Лакан в Японии - страница 4
В результате анализа переноса выясняется, что он представляет собой нечто совершенно иное, нежели привязанность к аналитику, основанная на доверии к нему или вере в него. Очевидно становится, что природа этого явления не ясна, и аналитику следует лучше разобраться в том, что он делает и обратить на анализ переноса особенное внимание. Ясно, что говоря о нем и пытаясь его теоретизировать, мы систематически погружаемся в темноту и заходим в тупик. Это давно замечено. О неврозах переноса стали говорить именно от того, что манипулировать переносом оказалось не так просто, как казалось на первый взгляд. Манипулируя им неправильным образом, мы его увековечиваем, то есть приходим к чему-то такому, что представляет собой новую форму невроза, входящего в самую ткань отношений пациента и аналитика.
То, чему я учу, имеет по меньшей мере то преимущество, что позволяет выслушивать речь пациента в совершенно ином разрезе. Будем для простоты называть его именно так – пациентом, хотя выражение это крайне неудачное и вы знаете, наверное, что я предпочитаю называть его психоанализантом – термин, который знатоку английского языка, несмотря на наличие в нем герундия со значением «подлежащий психоанализу», не покажется странным; так или иначе термин этот имеет перед тем, что обычно употребляют сейчас, говоря о «психоанализируемом», то преимущество, что проходящий психоанализ если и является психоанализируемым, то разве что в самом конце. А пока этого не произошло, лучше называть его психоанализантом – это выгоднее подчеркнет активность его позиции, так как ясно, что на самом деле психоанализант не является пациентом, так как он призван проделать определенную работу, и важно лишь, чтобы работа эта не прошла даром, то есть чтобы он мог в происходящем отдать отчет. Тех, кто проходит у меня обучение, поражает порою насколько часто люди, имеющие дело с пациентами – вернемся к старому слову – или занимающиеся с ними психоанализом признаются, что слова, услышанные от меня на очередном семинаре, буквально, словно по волшебству, вторили тому, что говорил им пациент сорока восемью часами раньше. Вполне вероятно, что не присутствуй они на моем семинаре, они просто не расслышали бы, что им пациент говорил. Это нам всем очень свойственно – способ, которым мы слушаем, позволяет нам расслышать лишь то, что мы слышать уже привыкли. Если пациент говорит нам что-то другое, мы, в силу присущих практике речи правил, подвергаем это цензуре. Цензура – вещь самая банальная и имеет место не только на уровне нашего личного опыта, но и на всех уровнях наших так называемых отношений с себе подобными – другими словами, мы просто не слышим то, что не привыкли слышать заранее. Мы не обращаем внимания на то, что целый отрывок, целый параграф только что сказанного чреват чем-то особенным, хочет сказать что-то такое, чего в самом тексте нет. Это и есть то главное, чему я стремлюсь научить: хотеть недостаточно. То, что хотят сказать, сказать обычно не удается. Здесь то и требуется слух психоаналитика, способный уловить то, что другой в действительности хотел сказать. А того, что он хотел сказать, в тексте, как правило, не найдешь.

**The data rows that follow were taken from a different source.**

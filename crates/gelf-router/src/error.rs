use thiserror::Error;

#[derive(Error, Debug)]
pub enum RouterError {
    #[error("rule engine error: {0}")]
    Rule(#[from] RuleError),

    #[error("sender error: {0}")]
    Sender(String),

    #[error("store forwarder error: {0}")]
    Store(String),

    #[error("codec error: {0}")]
    Codec(#[from] gelf_codec::CodecError),

    #[error("HTTP error: {0}")]
    Http(#[from] reqwest::Error),

    #[error("I/O error: {0}")]
    Io(#[from] std::io::Error),
}

/// Raised while compiling the filters/destinations/rules document. Any
/// unresolved matcher or destination name is a hard startup failure, never
/// a silently-dropped rule.
#[derive(Error, Debug)]
pub enum RuleError {
    #[error("rule '{rule}' references undefined matcher '{name}'")]
    UnknownMatcher { rule: String, name: String },

    #[error("rule '{rule}' references undefined destination '{name}'")]
    UnknownDestination { rule: String, name: String },

    #[error("matcher '{name}' has invalid regex: {source}")]
    InvalidRegex {
        name: String,
        #[source]
        source: regex::Error,
    },

    #[error("matcher '{name}' has an unrecognized kind: {kind}")]
    UnknownMatcherKind { name: String, kind: String },

    #[error("destination '{name}' has an unrecognized kind: {kind}")]
    UnknownDestinationKind { name: String, kind: String },

    #[error("malformed filters document: {0}")]
    Malformed(String),
}
//! HTTP GELF listener.
//!
//! Scalar fields come from the URL query string (`version`, `host`,
//! `short`, `timestamp`, `level`, `facility`, `file`, `line`, plus any
//! `_`-prefixed extension key). The long body comes from a `full` field in
//! either an `application/x-www-form-urlencoded` body or a
//! `multipart/form-data` field, decompressed via the same magic-byte rule
//! the codec uses elsewhere:
//!
//! ```text
//! curl -F timestamp=$(date +%s) -F short=abraka -F host=$(hostname) \
//!      -F full=dabra -F facility=proba -F level=6 http://host:12203/
//!
//! curl -d full=dabra "http://host:12203/?host=$(hostname)&facility=proba&level=6&short=abraka"
//! ```

use axum::body::Body;
use axum::extract::{FromRequest, Multipart, Request, State};
use axum::http::{header, StatusCode};
use axum::response::IntoResponse;
use axum::routing::post;
use axum::Router;
use gelf_common::Message;
use serde_json::Value;
use std::collections::BTreeMap;
use tokio::net::TcpListener;
use tokio::sync::mpsc;
use tracing::{info, warn};

#[derive(Clone)]
struct AppState {
    out: mpsc::Sender<Message>,
}

/// Bind `port` and serve the GELF HTTP ingestion route until the process
/// shuts down.
pub async fn serve_http(port: u16, out: mpsc::Sender<Message>) -> std::io::Result<()> {
    let app = build_router(out);
    let listener = TcpListener::bind(("0.0.0.0", port)).await?;
    info!(port, "listening for GELF HTTP requests");
    axum::serve(listener, app).await
}

fn build_router(out: mpsc::Sender<Message>) -> Router {
    Router::new()
        .route("/", post(ingest).put(ingest))
        .with_state(AppState { out })
}

/// Apply one query-string scalar onto `message`. Unknown keys (other than
/// the `_`-prefixed extensions, handled by the caller) are ignored, same
/// as `url.Values` keys `parseValues` doesn't recognize.
fn apply_scalar(message: &mut Message, key: &str, value: &str) -> Result<(), String> {
    match key {
        "version" => message.version = value.to_string(),
        "host" => message.host = value.to_string(),
        "short" => message.short = value.to_string(),
        "facility" => message.facility = value.to_string(),
        "file" => message.file = value.to_string(),
        "timestamp" => {
            let trimmed = value.split('.').next().unwrap_or(value);
            message.timestamp = trimmed
                .parse()
                .map_err(|e| format!("error parsing timestamp {value}: {e}"))?;
        }
        "level" => {
            message.level = value.parse().map_err(|e| format!("error parsing level {value}: {e}"))?;
        }
        "line" => {
            message.line = value.parse().map_err(|e| format!("error parsing line {value}: {e}"))?;
        }
        _ => {}
    }
    Ok(())
}

/// Pull the `full` field's raw bytes out of the request body: a
/// `multipart/form-data` field named `full` (text or file), or a
/// `full` key in an `application/x-www-form-urlencoded` body. Neither
/// present is not an error — `full` stays empty, same as `r.FormValue`
/// returning `""`.
async fn extract_full(req: Request, content_type: &str, state: &AppState) -> Result<Option<Vec<u8>>, String> {
    if content_type.starts_with("multipart/form-data") {
        let mut multipart = Multipart::from_request(req, state)
            .await
            .map_err(|e| format!("malformed multipart body: {e}"))?;
        loop {
            let field = multipart
                .next_field()
                .await
                .map_err(|e| format!("malformed multipart body: {e}"))?;
            let Some(field) = field else { return Ok(None) };
            if field.name() == Some("full") {
                let bytes = field.bytes().await.map_err(|e| format!("error reading full: {e}"))?;
                return Ok(Some(bytes.to_vec()));
            }
        }
    }

    let body = axum::body::to_bytes(req.into_body(), usize::MAX)
        .await
        .map_err(|e| format!("error reading request body: {e}"))?;
    if body.is_empty() {
        return Ok(None);
    }
    Ok(url::form_urlencoded::parse(&body)
        .find(|(key, _)| key == "full")
        .map(|(_, value)| value.into_owned().into_bytes()))
}

async fn ingest(State(state): State<AppState>, req: Request<Body>) -> impl IntoResponse {
    let mut message = Message::default();
    let mut extra: BTreeMap<String, Value> = BTreeMap::new();

    if let Some(query) = req.uri().query() {
        for (key, value) in url::form_urlencoded::parse(query.as_bytes()) {
            if key.starts_with('_') {
                extra.insert(key.into_owned(), Value::String(value.into_owned()));
            } else if let Err(e) = apply_scalar(&mut message, &key, &value) {
                return (StatusCode::BAD_REQUEST, format!("{e}\n"));
            }
        }
    }

    let content_type = req
        .headers()
        .get(header::CONTENT_TYPE)
        .and_then(|v| v.to_str().ok())
        .unwrap_or("")
        .to_string();

    let full = match extract_full(req, &content_type, &state).await {
        Ok(full) => full,
        Err(e) => return (StatusCode::BAD_REQUEST, format!("{e}\n")),
    };

    if let Some(raw) = full {
        match gelf_codec::compression::decompress(&raw) {
            Ok(plain) => message.full = String::from_utf8_lossy(&plain).into_owned(),
            Err(e) => return (StatusCode::BAD_REQUEST, format!("error decompressing full: {e}\n")),
        }
    }

    message.extra = extra;
    message.fix();

    if !message.facility.is_empty() && state.out.send(message).await.is_err() {
        warn!("fan-in channel closed, dropping http message");
    }

    (StatusCode::CREATED, String::new())
}
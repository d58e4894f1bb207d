//! Configuration loader with file and environment variable support

use crate::{ConfigError, TransportsConfig};
use std::env;
use std::path::PathBuf;
use tracing::info;

/// Standard config file search paths.
const CONFIG_PATHS: &[&str] = &[
    "transports.toml",
    "config.toml",
    "gelf-relay.toml",
    "./config/transports.toml",
    "/etc/gelf-relay/transports.toml",
];

/// Configuration loader.
pub struct ConfigLoader {
    config_path: Option<PathBuf>,
}

impl ConfigLoader {
    /// Create a new configuration loader.
    pub fn new() -> Self {
        Self { config_path: None }
    }

    /// Create a loader with a specific config file path.
    pub fn with_path<P: Into<PathBuf>>(path: P) -> Self {
        Self { config_path: Some(path.into()) }
    }

    /// Load configuration from file (if found) with environment variable overrides.
    pub fn load(&self) -> Result<TransportsConfig, ConfigError> {
        let mut config = TransportsConfig::default();

        if let Some(path) = self.find_config_file() {
            info!(?path, "loading configuration from file");
            config = TransportsConfig::from_file(&path)?;
        }

        self.apply_env_overrides(&mut config);

        Ok(config)
    }

    /// Find the configuration file to use.
    fn find_config_file(&self) -> Option<PathBuf> {
        if let Some(path) = &self.config_path {
            if path.exists() {
                return Some(path.clone());
            }
        }

        if let Ok(path) = env::var("GELF_RELAY_CONFIG") {
            let path = PathBuf::from(path);
            if path.exists() {
                return Some(path);
            }
        }

        for path in CONFIG_PATHS {
            let path = PathBuf::from(path);
            if path.exists() {
                return Some(path);
            }
        }

        None
    }

    /// Apply environment variable overrides.
    fn apply_env_overrides(&self, config: &mut TransportsConfig) {
        if let Ok(val) = env::var("GELF_RELAY_FROM") {
            config.from = val;
        }

        if let Ok(val) = env::var("GELF_RELAY_GELF_UDP") {
            if let Ok(port) = val.parse() {
                config.gelf.udp = port;
            }
        }
        if let Ok(val) = env::var("GELF_RELAY_GELF_TCP") {
            if let Ok(port) = val.parse() {
                config.gelf.tcp = port;
            }
        }
        if let Ok(val) = env::var("GELF_RELAY_GELF_HTTP") {
            if let Ok(port) = val.parse() {
                config.gelf.http = port;
            }
        }

        if let Ok(val) = env::var("GELF_RELAY_TWILIO_SID") {
            config.twilio.sid = val;
        }
        if let Ok(val) = env::var("GELF_RELAY_TWILIO_TOKEN") {
            config.twilio.token = val;
        }
        if let Ok(val) = env::var("GELF_RELAY_TWILIO_RATE") {
            if let Ok(rate) = val.parse() {
                config.twilio.rate = rate;
            }
        }

        if let Ok(val) = env::var("GELF_RELAY_SMTP_HOSTPORT") {
            config.smtp.hostport = val;
        }
        if let Ok(val) = env::var("GELF_RELAY_SMTP_AUTH") {
            config.smtp.auth = val;
        }
        if let Ok(val) = env::var("GELF_RELAY_SMTP_RATE") {
            if let Ok(rate) = val.parse() {
                config.smtp.rate = rate;
            }
        }

        if let Ok(val) = env::var("GELF_RELAY_MANTIS_XMLRPC") {
            config.mantis.xmlrpc = val;
        }
        if let Ok(val) = env::var("GELF_RELAY_MANTIS_RATE") {
            if let Ok(rate) = val.parse() {
                config.mantis.rate = rate;
            }
        }

        if let Ok(val) = env::var("GELF_RELAY_ELASTICSEARCH_URL") {
            config.elasticsearch.url = val;
        }
        if let Ok(val) = env::var("GELF_RELAY_ELASTICSEARCH_TTL") {
            if let Ok(ttl) = val.parse() {
                config.elasticsearch.ttl = ttl;
            }
        }
    }
}

impl Default for ConfigLoader {
    fn default() -> Self {
        Self::new()
    }
}

#[cfg(test)]
mod tests {
    use super::*;
    use std::io::Write;

    #[test]
    fn loads_from_explicit_path() {
        let mut file = tempfile::NamedTempFile::new().unwrap();
        writeln!(file, "from = \"alerts@example.com\"\n[gelf]\nudp = 5555").unwrap();
        let loader = ConfigLoader::with_path(file.path());
        let config = loader.load().unwrap();
        assert_eq!(config.from, "alerts@example.com");
        assert_eq!(config.gelf.udp, 5555);
    }

    #[test]
    fn falls_back_to_defaults_when_no_file_found() {
        let loader = ConfigLoader::with_path("/nonexistent/path/transports.toml");
        let config = loader.load().unwrap();
        assert_eq!(config.gelf.udp, 12201);
    }

    #[test]
    fn env_override_wins_over_file() {
        let mut file = tempfile::NamedTempFile::new().unwrap();
        writeln!(file, "[gelf]\nudp = 1111").unwrap();
        env::set_var("GELF_RELAY_GELF_UDP", "9090");
        let loader = ConfigLoader::with_path(file.path());
        let config = loader.load().unwrap();
        env::remove_var("GELF_RELAY_GELF_UDP");
        assert_eq!(config.gelf.udp, 9090);
    }
}
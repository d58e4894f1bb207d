//! End-to-end dispatch scenarios: compiled rules driving real
//! `SenderProvider` rate limiting through the dispatch loop, using an
//! in-process fake sender instead of a live network client.

use async_trait::async_trait;
use gelf_common::Message;
use gelf_router::dispatch::{Dispatcher, DEFAULT_ALERT_TIMEOUT};
use gelf_router::ratelimit::RateLimiter;
use gelf_router::rules;
use gelf_router::senders::{EmailSender, SendError, SenderProvider, SmsSender};
use std::sync::atomic::{AtomicUsize, Ordering};
use std::sync::{Arc, Mutex};
use std::time::Duration;
use tokio::sync::mpsc;

struct CountingSmsSender {
    count: Arc<AtomicUsize>,
}

/// Captures every call's `(to, subject)` pair for scenario-1-style
/// assertions on the exact email the rule engine sent.
struct CapturingEmailSender {
    calls: Arc<Mutex<Vec<(String, String)>>>,
}

#[async_trait]
impl EmailSender for CapturingEmailSender {
    async fn send(&self, to: &[String], subject: &str, _body: &str) -> Result<(), SendError> {
        self.calls.lock().unwrap().push((to.join(","), subject.to_string()));
        Ok(())
    }
}

#[async_trait]
impl SmsSender for CountingSmsSender {
    async fn send(&self, _to: &str, _body: &str) -> Result<(), SendError> {
        self.count.fetch_add(1, Ordering::SeqCst);
        Ok(())
    }
}

fn host_and_level_doc() -> toml::Value {
    toml::from_str(
        r#"
        [filters.is_db]
        host = "^db-"

        [filters.at_least_error]
        level_lt = 4

        [destinations.oncall_sms]
        sms = ["+15551234567"]

        [rules.db_critical]
        if = ["is_db", "at_least_error"]
        then = ["oncall_sms"]
        "#,
    )
    .unwrap()
}

#[tokio::test]
async fn matching_message_triggers_sms_alerter() {
    let rules = rules::build(&host_and_level_doc()).unwrap();
    let count = Arc::new(AtomicUsize::new(0));
    let sms = Arc::new(CountingSmsSender { count: Arc::clone(&count) });

    let senders = Arc::new(SenderProvider::new(
        Some(sms),
        None,
        None,
        Arc::new(RateLimiter::new()),
        Duration::from_secs(3600),
        Duration::from_secs(3600),
        Duration::from_secs(3600),
    ));

    let (tx, rx) = mpsc::channel(8);
    let dispatcher = Dispatcher::new(rules, senders, None, DEFAULT_ALERT_TIMEOUT);

    tx.send(Message {
        host: "db-primary".to_string(),
        facility: "proba".to_string(),
        level: gelf_common::Level::Error as i64,
        ..Default::default()
    })
    .await
    .unwrap();
    drop(tx);

    dispatcher.run(rx).await;

    assert_eq!(count.load(Ordering::SeqCst), 1);
}

#[tokio::test]
async fn non_matching_host_does_not_trigger_alert() {
    let rules = rules::build(&host_and_level_doc()).unwrap();
    let count = Arc::new(AtomicUsize::new(0));
    let sms = Arc::new(CountingSmsSender { count: Arc::clone(&count) });

    let senders = Arc::new(SenderProvider::new(
        Some(sms),
        None,
        None,
        Arc::new(RateLimiter::new()),
        Duration::from_secs(3600),
        Duration::from_secs(3600),
        Duration::from_secs(3600),
    ));

    let (tx, rx) = mpsc::channel(8);
    let dispatcher = Dispatcher::new(rules, senders, None, DEFAULT_ALERT_TIMEOUT);

    tx.send(Message {
        host: "web-01".to_string(),
        facility: "proba".to_string(),
        level: gelf_common::Level::Error as i64,
        ..Default::default()
    })
    .await
    .unwrap();
    drop(tx);

    dispatcher.run(rx).await;

    assert_eq!(count.load(Ordering::SeqCst), 0);
}

#[tokio::test]
async fn rate_limiter_suppresses_repeat_alert_within_window() {
    let rules = rules::build(&host_and_level_doc()).unwrap();
    let count = Arc::new(AtomicUsize::new(0));
    let sms = Arc::new(CountingSmsSender { count: Arc::clone(&count) });

    let senders = Arc::new(SenderProvider::new(
        Some(sms),
        None,
        None,
        Arc::new(RateLimiter::new()),
        Duration::from_secs(3600),
        Duration::from_secs(3600),
        Duration::from_secs(3600),
    ));

    let (tx, rx) = mpsc::channel(8);
    let dispatcher = Dispatcher::new(rules, senders, None, DEFAULT_ALERT_TIMEOUT);

    let message = Message {
        host: "db-primary".to_string(),
        facility: "proba".to_string(),
        level: gelf_common::Level::Error as i64,
        ..Default::default()
    };

    tx.send(message.clone()).await.unwrap();
    tx.send(message).await.unwrap();
    drop(tx);

    dispatcher.run(rx).await;

    assert_eq!(count.load(Ordering::SeqCst), 1);
}

/// A regex-host filter, an email destination, one matching message.
/// Expects exactly one email send with to=["ops@x"],
/// subject="ERROR proba@db-01: oom".
#[tokio::test]
async fn regex_host_filter_triggers_email_with_expected_subject() {
    let doc: toml::Value = toml::from_str(
        r#"
        [filters.is_db]
        host = "^db-.*"

        [destinations.ops]
        email = ["ops@x"]

        [rules.db_alert]
        if = ["is_db"]
        then = ["ops"]
        "#,
    )
    .unwrap();
    let rules = rules::build(&doc).unwrap();

    let calls = Arc::new(Mutex::new(Vec::new()));
    let email = Arc::new(CapturingEmailSender { calls: Arc::clone(&calls) });

    let senders = Arc::new(SenderProvider::new(
        None,
        Some(email),
        None,
        Arc::new(RateLimiter::new()),
        Duration::from_secs(3600),
        Duration::from_secs(3600),
        Duration::from_secs(3600),
    ));

    let (tx, rx) = mpsc::channel(8);
    let dispatcher = Dispatcher::new(rules, senders, None, DEFAULT_ALERT_TIMEOUT);

    tx.send(Message {
        host: "db-01".to_string(),
        facility: "proba".to_string(),
        short: "oom".to_string(),
        level: gelf_common::Level::Error as i64,
        ..Default::default()
    })
    .await
    .unwrap();
    drop(tx);

    dispatcher.run(rx).await;

    let calls = calls.lock().unwrap();
    assert_eq!(calls.len(), 1);
    assert_eq!(calls[0], ("ops@x".to_string(), "ERROR proba@db-01: oom".to_string()));
}
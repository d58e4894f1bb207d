//! gelf-relay entry point.
//!
//! Loads the two configuration documents (a flat *transports* document
//! and a nested *filters* document), builds the `Server` from them, and
//! drives it until a shutdown signal arrives.

use anyhow::{Context, Result};
use gelf_config::TransportsConfig;
use gelf_router::Server;
use std::path::PathBuf;
use tokio::signal;
use tracing::info;

const FILTERS_CONFIG_ENV: &str = "GELF_RELAY_FILTERS";
const FILTERS_CONFIG_PATHS: &[&str] = &["filters.toml", "rules.toml", "./config/filters.toml", "/etc/gelf-relay/filters.toml"];

#[tokio::main]
async fn main() -> Result<()> {
    let _ = dotenvy::dotenv();

    gelf_common::logging::init_logging("gelf-relay");

    info!("starting gelf-relay");

    let transports = TransportsConfig::load().context("failed to load transports configuration")?;
    let filters_doc = load_filters_document().context("failed to load filters configuration")?;

    log_startup_summary(&transports);

    let server = Server::build(&transports, &filters_doc).context("failed to build server from configuration")?;

    info!("gelf-relay started, press Ctrl+C to shut down");
    shutdown_signal().await;
    info!("shutdown signal received, draining in-flight work");

    server.shutdown().await;
    info!("gelf-relay shutdown complete");
    Ok(())
}

/// Find and parse the filters/destinations/rules document. An absent file
/// is not an error — it simply means no rules are compiled, matching the
/// behavior of `gelf_router::rules::build` on an empty `toml::Value`.
fn load_filters_document() -> Result<toml::Value> {
    let path = find_filters_config_file();
    let Some(path) = path else {
        info!("no filters configuration file found, starting with zero compiled rules");
        return Ok(toml::Value::Table(toml::map::Map::new()));
    };

    info!(?path, "loading filters configuration from file");
    let content = std::fs::read_to_string(&path).with_context(|| format!("reading {}", path.display()))?;
    toml::from_str(&content).with_context(|| format!("parsing {}", path.display()))
}

fn find_filters_config_file() -> Option<PathBuf> {
    if let Ok(path) = std::env::var(FILTERS_CONFIG_ENV) {
        let path = PathBuf::from(path);
        if path.exists() {
            return Some(path);
        }
    }
    for candidate in FILTERS_CONFIG_PATHS {
        let path = PathBuf::from(candidate);
        if path.exists() {
            return Some(path);
        }
    }
    None
}

fn log_startup_summary(transports: &TransportsConfig) {
    info!("=== gelf-relay startup summary ===");
    info!(udp = transports.gelf.udp, tcp = transports.gelf.tcp, http = transports.gelf.http, "listener ports (0 = disabled)");
    info!(configured = !transports.twilio.sid.is_empty(), "sms sender (twilio)");
    info!(hostport = %transports.smtp.hostport, "smtp sender");
    info!(xmlrpc_path = %transports.mantis.xmlrpc, "issue tracker sender (mantis)");
    info!(configured = !transports.elasticsearch.url.is_empty(), "indexer store forwarder");
    info!("===================================");
}

async fn shutdown_signal() {
    let ctrl_c = async {
        signal::ctrl_c().await.expect("failed to install Ctrl+C handler");
    };

    #[cfg(unix)]
    let terminate = async {
        signal::unix::signal(signal::unix::SignalKind::terminate())
            .expect("failed to install signal handler")
            .recv()
            .await;
    };

    #[cfg(not(unix))]
    let terminate = std::future::pending::<()>();

    tokio::select! {
        _ = ctrl_c => {},
        _ = terminate => {
            info!("received SIGTERM");
        },
    }
}
//! UDP chunk reassembly.
//!
//! A chunked GELF datagram starts with the two magic bytes `0x1e 0x0f`,
//! followed by an 8-byte message id, a 1-byte sequence index and a 1-byte
//! sequence count, then the chunk payload. Chunks for the same message id
//! can arrive in any order; a buffer is considered complete once every
//! index in `0..count` has been seen, and incomplete buffers are evicted
//! after 5 seconds of inactivity.

use crate::CodecError;
use dashmap::DashMap;
use std::time::{Duration, Instant};

const MAGIC: [u8; 2] = [0x1e, 0x0f];
const HEADER_LEN: usize = 12;

/// Idle eviction threshold for incomplete chunk buffers.
pub const CHUNK_IDLE_TIMEOUT: Duration = Duration::from_secs(5);

/// Whether `datagram` begins with the chunked-message magic bytes.
pub fn is_chunked(datagram: &[u8]) -> bool {
    datagram.len() >= HEADER_LEN && datagram[0] == MAGIC[0] && datagram[1] == MAGIC[1]
}

struct ChunkBuffer {
    total: u8,
    received_count: u8,
    parts: Vec<Option<Vec<u8>>>,
    last_touch: Instant,
}

impl ChunkBuffer {
    fn new(total: u8) -> Self {
        Self {
            total,
            received_count: 0,
            parts: vec![None; total as usize],
            last_touch: Instant::now(),
        }
    }

    fn is_complete(&self) -> bool {
        self.received_count == self.total
    }

    fn assemble(&self) -> Vec<u8> {
        let mut out = Vec::new();
        for part in &self.parts {
            if let Some(p) = part {
                out.extend_from_slice(p);
            }
        }
        out
    }
}

/// Reassembles chunked UDP GELF datagrams keyed by their 8-byte message id.
#[derive(Default)]
pub struct ChunkReassembler {
    buffers: DashMap<[u8; 8], ChunkBuffer>,
}

impl ChunkReassembler {
    pub fn new() -> Self {
        Self { buffers: DashMap::new() }
    }

    /// Feed one chunk. Returns the reassembled message bytes once every
    /// chunk for its message id has arrived, `None` while still waiting.
    pub fn ingest(&self, datagram: &[u8]) -> Result<Option<Vec<u8>>, CodecError> {
        if datagram.len() < HEADER_LEN {
            return Err(CodecError::Truncated);
        }

        let mut msg_id = [0u8; 8];
        msg_id.copy_from_slice(&datagram[2..10]);
        let seq_index = datagram[10];
        let seq_count = datagram[11];
        let payload = &datagram[HEADER_LEN..];

        if seq_count == 0 || seq_index >= seq_count {
            return Err(CodecError::ChunkMismatch);
        }

        let mut entry = self
            .buffers
            .entry(msg_id)
            .or_insert_with(|| ChunkBuffer::new(seq_count));

        if entry.total != seq_count {
            return Err(CodecError::ChunkMismatch);
        }

        entry.last_touch = Instant::now();
        let slot = &mut entry.parts[seq_index as usize];
        if slot.is_none() {
            *slot = Some(payload.to_vec());
            entry.received_count += 1;
        }

        if entry.is_complete() {
            let assembled = entry.assemble();
            drop(entry);
            self.buffers.remove(&msg_id);
            Ok(Some(assembled))
        } else {
            Ok(None)
        }
    }

    /// Evict buffers untouched for longer than `CHUNK_IDLE_TIMEOUT`.
    /// Returns the number of buffers evicted.
    pub fn sweep(&self) -> usize {
        let deadline = Instant::now();
        let stale: Vec<[u8; 8]> = self
            .buffers
            .iter()
            .filter(|entry| deadline.duration_since(entry.last_touch) >= CHUNK_IDLE_TIMEOUT)
            .map(|entry| *entry.key())
            .collect();
        let evicted = stale.len();
        for key in stale {
            self.buffers.remove(&key);
        }
        evicted
    }

    pub fn pending_count(&self) -> usize {
        self.buffers.len()
    }
}

#[cfg(test)]
mod tests {
    use super::*;

    fn chunk(msg_id: [u8; 8], seq_index: u8, seq_count: u8, payload: &[u8]) -> Vec<u8> {
        let mut out = Vec::with_capacity(HEADER_LEN + payload.len());
        out.extend_from_slice(&MAGIC);
        out.extend_from_slice(&msg_id);
        out.push(seq_index);
        out.push(seq_count);
        out.extend_from_slice(payload);
        out
    }

    #[test]
    fn reassembles_chunks_received_in_order() {
        let id = [1, 2, 3, 4, 5, 6, 7, 8];
        let r = ChunkReassembler::new();
        assert!(r.ingest(&chunk(id, 0, 2, b"hello ")).unwrap().is_none());
        let out = r.ingest(&chunk(id, 1, 2, b"world")).unwrap().unwrap();
        assert_eq!(out, b"hello world");
    }

    #[test]
    fn reassembles_chunks_received_in_reverse_order() {
        let id = [9, 9, 9, 9, 9, 9, 9, 9];
        let r = ChunkReassembler::new();
        assert!(r.ingest(&chunk(id, 2, 3, b"C")).unwrap().is_none());
        assert!(r.ingest(&chunk(id, 0, 3, b"A")).unwrap().is_none());
        let out = r.ingest(&chunk(id, 1, 3, b"B")).unwrap().unwrap();
        assert_eq!(out, b"ABC");
    }

    #[test]
    fn duplicate_chunk_does_not_double_count() {
        let id = [5; 8];
        let r = ChunkReassembler::new();
        assert!(r.ingest(&chunk(id, 0, 2, b"A")).unwrap().is_none());
        assert!(r.ingest(&chunk(id, 0, 2, b"A")).unwrap().is_none());
        let out = r.ingest(&chunk(id, 1, 2, b"B")).unwrap().unwrap();
        assert_eq!(out, b"AB");
    }

    #[test]
    fn is_chunked_detects_magic() {
        let id = [0; 8];
        assert!(is_chunked(&chunk(id, 0, 1, b"x")));
        assert!(!is_chunked(b"{\"short\":\"x\"}"));
    }

    #[test]
    fn sweep_evicts_only_after_idle_timeout() {
        let id = [7; 8];
        let r = ChunkReassembler::new();
        r.ingest(&chunk(id, 0, 2, b"A")).unwrap();
        assert_eq!(r.sweep(), 0);
        assert_eq!(r.pending_count(), 1);
    }
}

Я не знаю, что представляет собой лингвистика в Японии и в каких регистрах вы работаете. В моем курсе лингвистика послужила всего-навсего отправной точкой. Надо прямо сказать, что будь у меня другая публика, а не одни медики и психологи, то есть совершенно несведущие – не то что несведущие в лингвистике, а просто-напросто необразованные… Но именно с этого мне пришлось начинать. Начинать пришлось именно с этого, потому что это и есть то самое, что означает на моем языке возврат к Фрейду. Но говоря о возврате, я не имею в виду, что необходимо вернуться к некой воображаемой первичной чистоте.